Apple could continue to sell ARM based systems for ever (they might not be able to license new ARM v10 ISA but ARM v9 licenses have already been issued) and apple existing license terms might already include "all future versions clause anyway" 

The same for Quaclcome and Samsung they already have exiting licenses in place that will let them continue to produce (an adapt) ARM IP. 
 

Such a ruling from the EU would not impact existing products being sold but it would hinder Nvidia from being able to issue new licenses to vendors effectively forcing the merger to keep ARM holding seperate from Nvidia (new IP contracts that merge NV IP and ARM IP would not be of much intrest to any vendor).

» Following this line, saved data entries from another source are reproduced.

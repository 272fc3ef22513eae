//! OAuth2 authorization-code client shared by every provider variant.

use oauth2::basic::BasicClient;
use oauth2::{
    AuthType, AuthUrl, AuthorizationCode, ClientId, ClientSecret, CsrfToken, EndpointNotSet,
    EndpointSet, RedirectUrl, RefreshToken, Scope, TokenResponse, TokenUrl,
};
use rootcause::prelude::{Report, ResultExt};
use std::borrow::Cow;
use tracing::{debug, instrument};
use url::Url;

use crate::descriptor::ProviderDescriptor;
use crate::error::ProviderError;
use crate::types::Tokens;

type CodeClient =
    BasicClient<EndpointSet, EndpointNotSet, EndpointNotSet, EndpointNotSet, EndpointSet>;

/// Builds authorize URLs and talks to the token endpoint.
#[derive(Debug, Clone)]
pub(crate) struct OAuthClient {
    client: CodeClient,
    http: reqwest::Client,
    scope: String,
    approval_prompt: String,
}

impl OAuthClient {
    pub(crate) fn new(
        descriptor: &ProviderDescriptor,
        http: reqwest::Client,
    ) -> Result<Self, Report<ProviderError>> {
        let auth_url = AuthUrl::from_url(descriptor.login_url().clone());
        let token_url = TokenUrl::from_url(descriptor.redeem_url().clone());

        // Credentials go in the form body, which every provider accepts.
        let client = BasicClient::new(ClientId::new(descriptor.client_id().to_string()))
            .set_client_secret(ClientSecret::new(descriptor.client_secret().to_string()))
            .set_auth_type(AuthType::RequestBody)
            .set_auth_uri(auth_url)
            .set_token_uri(token_url);

        Ok(Self {
            client,
            http,
            scope: descriptor.scope().to_string(),
            approval_prompt: descriptor.approval_prompt().to_string(),
        })
    }

    pub(crate) fn http(&self) -> &reqwest::Client {
        &self.http
    }

    pub(crate) fn authorize_url(&self, state: &str, redirect_uri: &str) -> Result<Url, Report<ProviderError>> {
        let redirect = redirect_url(redirect_uri)?;
        let state = state.to_string();

        let mut request = self
            .client
            .authorize_url(move || CsrfToken::new(state))
            .set_redirect_uri(Cow::Owned(redirect))
            .add_scopes(self.scope.split_whitespace().map(|s| Scope::new(s.to_string())));
        if !self.approval_prompt.is_empty() {
            request = request.add_extra_param("approval_prompt", self.approval_prompt.as_str());
        }

        let (url, _state) = request.url();
        Ok(url)
    }

    #[instrument(skip(self, code))]
    pub(crate) async fn redeem(&self, code: &str, redirect_uri: &str) -> Result<Tokens, Report<ProviderError>> {
        if code.is_empty() {
            return Err(ProviderError::redeem("missing authorization code").into());
        }
        let redirect =
            redirect_url(redirect_uri).context(ProviderError::redeem("invalid redirect URI"))?;

        let response = self
            .client
            .exchange_code(AuthorizationCode::new(code.to_string()))
            .set_redirect_uri(Cow::Owned(redirect))
            .request_async(&self.http)
            .await
            .map_err(|e| ProviderError::redeem(format!("token exchange failed: {e}")))?;

        let access_token = response.access_token().secret().clone();
        if access_token.is_empty() {
            return Err(ProviderError::redeem("token response has an empty access token").into());
        }
        debug!(
            has_refresh_token = response.refresh_token().is_some(),
            "Redeemed authorization code"
        );

        Ok(Tokens {
            access_token,
            refresh_token: response.refresh_token().map(|t| t.secret().clone()),
        })
    }

    #[instrument(skip_all)]
    pub(crate) async fn refresh(&self, refresh_token: &str) -> Result<Tokens, Report<ProviderError>> {
        let refresh_token = RefreshToken::new(refresh_token.to_string());
        let response = self
            .client
            .exchange_refresh_token(&refresh_token)
            .request_async(&self.http)
            .await
            .map_err(|e| ProviderError::refresh(format!("token refresh failed: {e}")))?;

        let access_token = response.access_token().secret().clone();
        if access_token.is_empty() {
            return Err(ProviderError::refresh("token response has an empty access token").into());
        }

        Ok(Tokens {
            access_token,
            refresh_token: response.refresh_token().map(|t| t.secret().clone()),
        })
    }
}

fn redirect_url(redirect_uri: &str) -> Result<RedirectUrl, ProviderError> {
    RedirectUrl::new(redirect_uri.to_string())
        .map_err(|e| ProviderError::configuration(format!("invalid redirect URL: {e}")))
}
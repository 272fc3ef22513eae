//! The identity provider capability.

use async_trait::async_trait;
use rootcause::prelude::Report;
use url::Url;

use crate::error::ProviderError;
use crate::types::{Identity, Tokens};

/// An identity provider the proxy delegates sign-in to.
///
/// Every method fails closed: callers must treat any error as "not
/// authenticated" or "not authorized", never as a pass.
#[async_trait]
pub trait Provider: Send + Sync {
    /// Returns the provider name shown on the sign-in page.
    fn name(&self) -> &str;

    /// Builds the URL the browser is sent to for sign-in.
    ///
    /// Pure: the same inputs always yield the same URL.
    ///
    /// # Errors
    ///
    /// Returns a configuration error if the redirect URI is not a valid URL.
    fn authorize_url(&self, state: &str, redirect_uri: &str) -> Result<Url, Report<ProviderError>>;

    /// Redeems an authorization code at the token endpoint.
    ///
    /// # Errors
    ///
    /// Returns `RedeemFailed` on transport errors, non-success responses, or
    /// a response without an access token.
    async fn redeem(&self, code: &str, redirect_uri: &str) -> Result<Tokens, Report<ProviderError>>;

    /// Resolves an access token to the identity it belongs to.
    ///
    /// # Errors
    ///
    /// Returns `ProfileUnavailable` if the identity cannot be resolved.
    async fn email(&self, access_token: &str) -> Result<Identity, Report<ProviderError>>;

    /// Returns true if the access token is still live.
    async fn validate(&self, access_token: &str) -> bool;

    /// Exchanges a refresh token for fresh tokens.
    ///
    /// Returns `Ok(None)` when the provider does not support refresh.
    ///
    /// # Errors
    ///
    /// Returns `RefreshFailed` if the provider rejects the refresh token.
    async fn refresh(&self, refresh_token: &str) -> Result<Option<Tokens>, Report<ProviderError>> {
        let _ = refresh_token;
        Ok(None)
    }

    /// Returns true if sign-in additionally requires [`Provider::authorize`].
    fn is_delegated(&self) -> bool {
        false
    }

    /// Asks the provider whether the identity may sign in.
    ///
    /// Providers without delegated authorization allow everyone the local
    /// policy allowed.
    ///
    /// # Errors
    ///
    /// Returns `AuthorizeFailed` if the check could not be completed.
    async fn authorize(&self, access_token: &str, identity: &Identity) -> Result<bool, Report<ProviderError>> {
        let _ = (access_token, identity);
        Ok(!self.is_delegated())
    }

    /// Returns true if requests for `path` may authenticate with a bearer
    /// token instead of a session cookie.
    fn delegates_path(&self, path: &str) -> bool {
        let _ = path;
        false
    }

    /// Asks the provider whether the token's user may access `path`.
    ///
    /// Only meaningful for paths [`Provider::delegates_path`] accepts; every
    /// other path is refused.
    ///
    /// # Errors
    ///
    /// Returns `AuthorizeFailed` if the check could not be completed.
    async fn authorize_path(&self, access_token: &str, path: &str) -> Result<bool, Report<ProviderError>> {
        let _ = (access_token, path);
        Ok(false)
    }
}
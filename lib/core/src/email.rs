//! Email identities.
//!
//! Email addresses are the identity the proxy authorizes and forwards. The
//! domain part is case-insensitive and stored lowercased; the local part is
//! kept as the provider returned it.

use serde::{Deserialize, Serialize};
use std::fmt;
use std::str::FromStr;

/// Error returned when parsing an email address fails.
#[derive(Debug, Clone, PartialEq, Eq)]
pub struct ParseEmailError {
    /// The rejected input.
    pub input: String,
    /// The reason for the parse failure.
    pub reason: &'static str,
}

impl fmt::Display for ParseEmailError {
    fn fmt(&self, f: &mut fmt::Formatter<'_>) -> fmt::Result {
        write!(f, "invalid email address '{}': {}", self.input, self.reason)
    }
}

impl std::error::Error for ParseEmailError {}

/// A normalized email address.
#[derive(Debug, Clone, PartialEq, Eq, Hash, Serialize, Deserialize)]
#[serde(try_from = "String", into = "String")]
pub struct EmailAddress {
    local: String,
    domain: String,
}

impl EmailAddress {
    /// Parses an email address, lowercasing the domain.
    ///
    /// # Errors
    ///
    /// Returns an error if the input has no `@`, or either side is empty.
    pub fn parse(input: &str) -> Result<Self, ParseEmailError> {
        let trimmed = input.trim();
        let (local, domain) = trimmed.rsplit_once('@').ok_or_else(|| ParseEmailError {
            input: input.to_string(),
            reason: "missing '@'",
        })?;

        if local.is_empty() {
            return Err(ParseEmailError {
                input: input.to_string(),
                reason: "empty local part",
            });
        }
        if domain.is_empty() {
            return Err(ParseEmailError {
                input: input.to_string(),
                reason: "empty domain",
            });
        }

        Ok(Self {
            local: local.to_string(),
            domain: domain.to_ascii_lowercase(),
        })
    }

    /// Returns the part before the `@`.
    #[must_use]
    pub fn local_part(&self) -> &str {
        &self.local
    }

    /// Returns the lowercased domain.
    #[must_use]
    pub fn domain(&self) -> &str {
        &self.domain
    }
}

impl fmt::Display for EmailAddress {
    fn fmt(&self, f: &mut fmt::Formatter<'_>) -> fmt::Result {
        write!(f, "{}@{}", self.local, self.domain)
    }
}

impl FromStr for EmailAddress {
    type Err = ParseEmailError;

    fn from_str(s: &str) -> Result<Self, Self::Err> {
        Self::parse(s)
    }
}

impl TryFrom<String> for EmailAddress {
    type Error = ParseEmailError;

    fn try_from(value: String) -> Result<Self, Self::Error> {
        Self::parse(&value)
    }
}

impl From<EmailAddress> for String {
    fn from(email: EmailAddress) -> Self {
        email.to_string()
    }
}

#[cfg(test)]
mod tests {
    use super::*;

    #[test]
    fn domain_is_lowercased() {
        let email = EmailAddress::parse("Alice@Example.COM").expect("valid");
        assert_eq!(email.local_part(), "Alice");
        assert_eq!(email.domain(), "example.com");
        assert_eq!(email.to_string(), "Alice@example.com");
    }

    #[test]
    fn surrounding_whitespace_is_ignored() {
        let email: EmailAddress = "  bob@corp.io \n".parse().expect("valid");
        assert_eq!(email.to_string(), "bob@corp.io");
    }

    #[test]
    fn rejects_missing_parts() {
        assert!(EmailAddress::parse("nobody").is_err());
        assert!(EmailAddress::parse("@example.com").is_err());
        assert!(EmailAddress::parse("user@").is_err());
        assert!(EmailAddress::parse("").is_err());
    }

    #[test]
    fn quoted_local_part_keeps_last_at() {
        let email = EmailAddress::parse("\"a@b\"@example.com").expect("valid");
        assert_eq!(email.domain(), "example.com");
    }

    #[test]
    fn serde_uses_string_form() {
        let email = EmailAddress::parse("user@Allowed.com").expect("valid");
        let json = serde_json::to_string(&email).expect("serialize");
        assert_eq!(json, "\"user@allowed.com\"");
        let parsed: EmailAddress = serde_json::from_str(&json).expect("deserialize");
        assert_eq!(parsed, email);
        assert!(serde_json::from_str::<EmailAddress>("\"broken\"").is_err());
    }
}
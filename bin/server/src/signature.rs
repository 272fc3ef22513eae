//! `GAP-Signature` request signing.
//!
//! An upstream holding the same key can verify that a request came through
//! the proxy. The signature is an HMAC over the method, a fixed list of
//! headers, the path with its query, and then the body:
//!
//! ```text
//! GAP-Signature: sha256 <base64 HMAC>
//! ```

use aws_lc_rs::hmac;
use axum::http::{HeaderMap, Method, Uri};
use base64::{Engine, engine::general_purpose::STANDARD};
use std::fmt;

use crate::upstream::UpstreamError;

/// Header carrying the request signature.
pub const GAP_SIGNATURE: &str = "gap-signature";

/// Headers covered by the signature, in signing order.
pub const SIGNED_HEADERS: &[&str] = &[
    "content-length",
    "content-md5",
    "content-type",
    "date",
    "authorization",
    "x-forwarded-user",
    "x-forwarded-email",
    "x-forwarded-access-token",
    "cookie",
    "gap-auth",
];

/// An HMAC key used to sign forwarded requests.
#[derive(Clone)]
pub struct SignatureKey {
    algorithm: &'static str,
    key: hmac::Key,
}

impl fmt::Debug for SignatureKey {
    fn fmt(&self, f: &mut fmt::Formatter<'_>) -> fmt::Result {
        f.debug_struct("SignatureKey")
            .field("algorithm", &self.algorithm)
            .finish_non_exhaustive()
    }
}

impl SignatureKey {
    /// Parses `algorithm:secret`, where the algorithm is one of `sha1`,
    /// `sha224`, `sha256`, `sha384` or `sha512`.
    ///
    /// # Errors
    ///
    /// Returns `InvalidSignatureKey` for a missing separator, an unknown
    /// algorithm, or an empty secret.
    pub fn parse(spec: &str) -> Result<Self, UpstreamError> {
        let invalid = |details: &str| UpstreamError::InvalidSignatureKey {
            details: details.to_string(),
        };
        let (name, secret) = spec
            .split_once(':')
            .ok_or_else(|| invalid("expected algorithm:secret"))?;
        if secret.is_empty() {
            return Err(invalid("secret is empty"));
        }
        let (algorithm, digest) = match name.trim().to_ascii_lowercase().as_str() {
            "sha1" => ("sha1", hmac::HMAC_SHA1_FOR_LEGACY_USE_ONLY),
            "sha224" => ("sha224", hmac::HMAC_SHA224),
            "sha256" => ("sha256", hmac::HMAC_SHA256),
            "sha384" => ("sha384", hmac::HMAC_SHA384),
            "sha512" => ("sha512", hmac::HMAC_SHA512),
            other => return Err(invalid(&format!("unsupported algorithm '{other}'"))),
        };
        Ok(Self {
            algorithm,
            key: hmac::Key::new(digest, secret.as_bytes()),
        })
    }

    /// Returns the algorithm name used in the header value.
    #[must_use]
    pub fn algorithm(&self) -> &'static str {
        self.algorithm
    }

    /// Signs a request and returns the `GAP-Signature` header value.
    #[must_use]
    pub fn sign(&self, method: &Method, uri: &Uri, headers: &HeaderMap, body: &[u8]) -> String {
        let mut context = hmac::Context::with_key(&self.key);
        context.update(&string_to_sign(method, uri, headers));
        context.update(body);
        format!("{} {}", self.algorithm, STANDARD.encode(context.sign().as_ref()))
    }
}

/// Builds the signed prefix: the method, each signed header's values joined
/// with commas, then the path and query, one per line.
fn string_to_sign(method: &Method, uri: &Uri, headers: &HeaderMap) -> Vec<u8> {
    let mut buffer = Vec::new();
    buffer.extend_from_slice(method.as_str().as_bytes());
    buffer.push(b'\n');
    for name in SIGNED_HEADERS {
        for (i, value) in headers.get_all(*name).iter().enumerate() {
            if i > 0 {
                buffer.push(b',');
            }
            buffer.extend_from_slice(value.as_bytes());
        }
        buffer.push(b'\n');
    }
    buffer.extend_from_slice(uri.path().as_bytes());
    if let Some(query) = uri.query() {
        buffer.push(b'?');
        buffer.extend_from_slice(query.as_bytes());
    }
    buffer
}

Existing ARM hardware vendors (apple, Qualcomm etc) would even lobby the EU to issue this as a ruling as it would consolidate there position in the market, it is these companies that would be consulted on the impact and they would say 0 impact to them and thus thier consumers. 

the impact would mostly be felt buy people buying hardware manufactured by Nvidia (GPUs and networking gear). Any hardware made by them/including chips contracted and sold by them to an AIB would be subject to that ruling (Nvidia would not be able to sell GPUs to Europe).  I think this is exactly the move the EU would do if Nvidia just ignored them. (it is also just the same as what the EU regulators would do if an EU company ignored them). 

 

So you think the EU will limit everyone to only having access current ARM tech moving forward?  Not going to happen.

Grammar and spelling is not indicative of intelligence/knowledge.  Not having the same opinion does not always mean lack of understanding.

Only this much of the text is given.